START RECORDS TO USE
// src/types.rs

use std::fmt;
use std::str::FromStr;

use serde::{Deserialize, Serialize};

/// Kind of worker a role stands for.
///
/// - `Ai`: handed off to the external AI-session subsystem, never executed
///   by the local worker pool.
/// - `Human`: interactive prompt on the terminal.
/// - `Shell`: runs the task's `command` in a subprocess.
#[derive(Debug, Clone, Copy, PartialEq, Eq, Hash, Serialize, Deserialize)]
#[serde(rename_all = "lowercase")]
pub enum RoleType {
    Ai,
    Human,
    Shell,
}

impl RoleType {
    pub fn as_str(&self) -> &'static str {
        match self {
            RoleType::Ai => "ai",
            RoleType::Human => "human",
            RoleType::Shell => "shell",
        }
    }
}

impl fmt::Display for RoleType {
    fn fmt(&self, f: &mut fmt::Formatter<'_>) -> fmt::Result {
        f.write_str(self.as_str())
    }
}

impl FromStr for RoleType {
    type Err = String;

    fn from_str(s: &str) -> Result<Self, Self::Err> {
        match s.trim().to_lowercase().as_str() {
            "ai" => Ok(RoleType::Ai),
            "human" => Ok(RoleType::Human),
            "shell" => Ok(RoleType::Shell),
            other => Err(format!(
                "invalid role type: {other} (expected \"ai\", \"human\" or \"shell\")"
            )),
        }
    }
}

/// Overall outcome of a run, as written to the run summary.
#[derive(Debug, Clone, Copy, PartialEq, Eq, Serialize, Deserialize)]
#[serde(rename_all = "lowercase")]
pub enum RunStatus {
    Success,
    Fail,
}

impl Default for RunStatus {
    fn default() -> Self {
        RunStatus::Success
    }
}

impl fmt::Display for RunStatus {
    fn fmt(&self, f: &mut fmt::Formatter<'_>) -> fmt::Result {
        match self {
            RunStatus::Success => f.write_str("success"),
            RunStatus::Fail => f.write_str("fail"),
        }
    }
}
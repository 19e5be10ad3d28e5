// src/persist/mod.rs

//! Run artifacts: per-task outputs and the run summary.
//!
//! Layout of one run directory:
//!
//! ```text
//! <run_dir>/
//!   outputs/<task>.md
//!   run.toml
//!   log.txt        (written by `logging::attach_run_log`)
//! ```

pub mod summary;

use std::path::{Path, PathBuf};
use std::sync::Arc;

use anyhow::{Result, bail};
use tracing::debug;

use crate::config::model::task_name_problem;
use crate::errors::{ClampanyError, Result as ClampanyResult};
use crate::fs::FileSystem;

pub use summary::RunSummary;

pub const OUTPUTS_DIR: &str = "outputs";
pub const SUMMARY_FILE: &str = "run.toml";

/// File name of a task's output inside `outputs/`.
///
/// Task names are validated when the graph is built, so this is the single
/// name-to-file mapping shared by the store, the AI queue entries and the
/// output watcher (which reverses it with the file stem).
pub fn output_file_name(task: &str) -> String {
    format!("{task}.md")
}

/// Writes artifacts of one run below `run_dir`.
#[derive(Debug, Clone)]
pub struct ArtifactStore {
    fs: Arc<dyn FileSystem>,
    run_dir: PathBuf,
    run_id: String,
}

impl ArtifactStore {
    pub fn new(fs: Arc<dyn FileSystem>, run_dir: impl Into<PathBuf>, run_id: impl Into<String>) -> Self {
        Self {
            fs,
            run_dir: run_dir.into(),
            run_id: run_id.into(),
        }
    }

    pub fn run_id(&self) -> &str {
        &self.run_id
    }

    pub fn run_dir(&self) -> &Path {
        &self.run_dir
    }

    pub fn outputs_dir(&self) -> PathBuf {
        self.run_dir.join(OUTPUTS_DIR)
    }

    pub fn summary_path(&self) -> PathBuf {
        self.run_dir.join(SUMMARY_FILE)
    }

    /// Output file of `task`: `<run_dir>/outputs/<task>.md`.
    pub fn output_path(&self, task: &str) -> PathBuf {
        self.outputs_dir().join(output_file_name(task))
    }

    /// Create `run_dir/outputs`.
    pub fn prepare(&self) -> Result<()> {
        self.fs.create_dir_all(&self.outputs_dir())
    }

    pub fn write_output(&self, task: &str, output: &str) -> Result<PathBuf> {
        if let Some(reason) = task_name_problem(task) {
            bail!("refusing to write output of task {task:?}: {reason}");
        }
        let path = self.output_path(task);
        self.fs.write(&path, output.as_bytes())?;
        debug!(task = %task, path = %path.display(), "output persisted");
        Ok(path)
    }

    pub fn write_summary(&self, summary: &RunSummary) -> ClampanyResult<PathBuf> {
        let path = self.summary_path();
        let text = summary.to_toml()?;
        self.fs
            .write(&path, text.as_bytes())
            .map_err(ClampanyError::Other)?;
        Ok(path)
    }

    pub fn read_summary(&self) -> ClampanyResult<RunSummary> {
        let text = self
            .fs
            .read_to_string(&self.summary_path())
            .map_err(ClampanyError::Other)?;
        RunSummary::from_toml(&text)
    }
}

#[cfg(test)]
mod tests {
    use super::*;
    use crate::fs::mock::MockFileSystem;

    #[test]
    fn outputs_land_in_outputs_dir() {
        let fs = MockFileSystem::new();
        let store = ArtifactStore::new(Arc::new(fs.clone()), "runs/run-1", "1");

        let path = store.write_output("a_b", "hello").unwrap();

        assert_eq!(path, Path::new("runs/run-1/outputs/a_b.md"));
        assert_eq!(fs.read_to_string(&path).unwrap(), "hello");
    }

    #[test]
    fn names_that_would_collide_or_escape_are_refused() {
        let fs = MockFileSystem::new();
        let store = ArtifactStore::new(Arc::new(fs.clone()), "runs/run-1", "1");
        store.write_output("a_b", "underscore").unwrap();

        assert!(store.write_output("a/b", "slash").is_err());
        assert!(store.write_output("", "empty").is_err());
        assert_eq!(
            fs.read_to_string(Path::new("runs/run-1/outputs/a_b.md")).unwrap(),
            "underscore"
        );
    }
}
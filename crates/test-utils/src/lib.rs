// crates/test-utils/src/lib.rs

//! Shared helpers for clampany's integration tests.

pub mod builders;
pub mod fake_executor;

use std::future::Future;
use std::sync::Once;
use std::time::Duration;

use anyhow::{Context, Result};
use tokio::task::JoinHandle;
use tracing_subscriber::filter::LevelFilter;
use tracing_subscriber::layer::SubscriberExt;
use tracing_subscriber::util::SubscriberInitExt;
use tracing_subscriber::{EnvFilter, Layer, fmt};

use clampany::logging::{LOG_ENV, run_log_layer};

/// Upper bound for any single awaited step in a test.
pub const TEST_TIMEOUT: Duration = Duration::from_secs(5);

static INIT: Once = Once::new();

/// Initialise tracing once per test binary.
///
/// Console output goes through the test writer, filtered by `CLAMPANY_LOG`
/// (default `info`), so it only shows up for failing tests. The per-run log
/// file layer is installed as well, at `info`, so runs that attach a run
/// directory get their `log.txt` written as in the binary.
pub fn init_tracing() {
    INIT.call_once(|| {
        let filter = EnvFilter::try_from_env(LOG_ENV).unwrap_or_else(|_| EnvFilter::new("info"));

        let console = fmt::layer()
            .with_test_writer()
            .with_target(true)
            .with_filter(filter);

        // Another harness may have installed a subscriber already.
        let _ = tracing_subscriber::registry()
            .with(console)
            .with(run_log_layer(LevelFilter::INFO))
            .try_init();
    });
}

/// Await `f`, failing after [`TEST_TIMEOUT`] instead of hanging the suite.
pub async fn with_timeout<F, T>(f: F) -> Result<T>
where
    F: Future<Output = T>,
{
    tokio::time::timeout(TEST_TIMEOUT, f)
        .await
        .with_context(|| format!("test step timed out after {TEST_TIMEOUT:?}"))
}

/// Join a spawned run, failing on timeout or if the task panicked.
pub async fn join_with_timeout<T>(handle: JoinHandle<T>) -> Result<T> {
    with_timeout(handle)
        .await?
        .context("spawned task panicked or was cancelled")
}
END RECORDS TO USE
TASK STATEMENT: The lines to copy run from the start of the records above through the line holding "on the terminal."; give them exactly, both ends included, and nothing else.

ANSWER FOR THE TASK:
// src/types.rs

use std::fmt;
use std::str::FromStr;

use serde::{Deserialize, Serialize};

/// Kind of worker a role stands for.
///
/// - `Ai`: handed off to the external AI-session subsystem, never executed
///   by the local worker pool.
/// - `Human`: interactive prompt on the terminal.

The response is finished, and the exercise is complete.